Studies show that as carbon dioxide levels have increased in the atmosphere over the past two centuries, seawater has become less saturated with aragonite and calcite. The average pH of seawater has fallen from about 8.2 to 8.1, about a 30 percent increase in acidity on pH's logarithmic scale.

In the Pacific Northwest, once biologists discovered the source of the oysters' troubles, they were able to work with oyster growers to develop workarounds to help the oysters grow. Some timed spawning to afternoons, when photosynthetic activity would be higher and more carbon dioxide would be taken up in the water around the hatcheries.

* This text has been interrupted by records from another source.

//! Cache configuration

use std::path::PathBuf;

/// Default name of the cache folder under the media root.
pub const DEFAULT_DIRECTORY_NAME: &str = "Media";

/// Configuration for the cache manager.
#[derive(Debug, Clone)]
pub struct CacheConfig {
    /// Durable directory the cache folder is created in (e.g. Documents)
    pub media_root: PathBuf,

    /// Name of the cache folder inside `media_root` (default: `Media`)
    pub directory_name: String,

    /// Log every lookup hit/miss at debug level (default: true)
    pub log_cache_lookups: bool,
}

impl CacheConfig {
    /// Create a configuration rooted at `media_root` with default values.
    pub fn new(media_root: impl Into<PathBuf>) -> Self {
        Self {
            media_root: media_root.into(),
            directory_name: DEFAULT_DIRECTORY_NAME.to_string(),
            log_cache_lookups: true,
        }
    }

    /// Set cache directory name.
    pub fn with_directory_name(mut self, name: impl Into<String>) -> Self {
        self.directory_name = name.into();
        self
    }

    /// Enable or disable lookup logging.
    pub fn with_lookup_logging(mut self, enabled: bool) -> Self {
        self.log_cache_lookups = enabled;
        self
    }

    /// Directory holding the cached files.
    pub fn cache_dir(&self) -> PathBuf {
        self.media_root.join(&self.directory_name)
    }

    /// Validate configuration.
    pub fn validate(&self) -> Result<(), String> {
        if self.media_root.as_os_str().is_empty() {
            return Err("media_root cannot be empty".to_string());
        }

        if self.directory_name.is_empty() {
            return Err("directory_name cannot be empty".to_string());
        }

        if self.directory_name == "."
            || self.directory_name == ".."
            || self.directory_name.contains(['/', '\\'])
        {
            return Err(format!(
                "directory_name must be a single folder name, got '{}'",
                self.directory_name
            ));
        }

        Ok(())
    }
}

By carefully monitoring the acidity of the water brought into the oyster pools, they could also add carbonate to the water as needed and then move the growing oysters to the mud flats after their shells started to form.

For other , however, there is no escape from .

"Ocean acidification has effects, in the end, for our food chain. We see it in pteropods – tiny marine snails are an important source of food for juvenile Pacific salmon. They are growing thinner shells, and the shells malform under acidified conditions. We see it in sea urchins; in crabs. We see it in a number of organisms that secrete calcium carbon shells; they are having a hard time making their shells," Hönisch said.

Those changes play out in different ways in different parts of the oceans.

A global study in 2014 led by Lamont's Taro Takahashi mapped acidification changes around the world and found the lowest pH levels in the cold waters off Siberia and Alaska, the Pacific Northwest and Antarctica. The scientists found that over extensive ocean areas, excluding the polar regions, pH had been declining by a mean rate of about 0.02 pH units per decade. The concentration of CO2 had been increasing at a rate of about 19 μatm per decade, consistent with the mean increase of 19 ppm per decade in atmospheric CO2 concentration over the past 20 years.

"This suggests that the global oceans are being acidified primarily in response to the atmospheric CO2 increase," Takahashi and his co-authors write.

The National Oceanic and Atmospheric Administration found similar results in 2015, looking specifically at aragonite concentrations. Cold water holds more , and the scientists found that the Arctic Ocean, northern Pacific and Antarctic waters were acidifying faster than other areas. All of the world's oceans, from the surface down to 50 meters, are still considered supersaturated with aragonite, but the levels have declined globally, the NOAA study found. At depths down to 100 meters, NOAA found that aragonite saturation had fallen by an average rate of about 0.4 percent per year since 1989.

Scientists know from studying deep ocean sediment cores that acidification has wreaked havoc on marine life before. (Watch the video below to learn more.)

About 56 million years ago, during the Paleocene-Eocene Thermal Maximum, temperatures rose and there is evidence that coral reefs collapsed and many deep-sea benthic foraminifers, which produce shells of calcium carbonate, disappeared. "There is indication that sea water acidified at the time," Hönisch said. "What we've realized is that the acidification at that time was about as large as what we're predicting for the end of this century."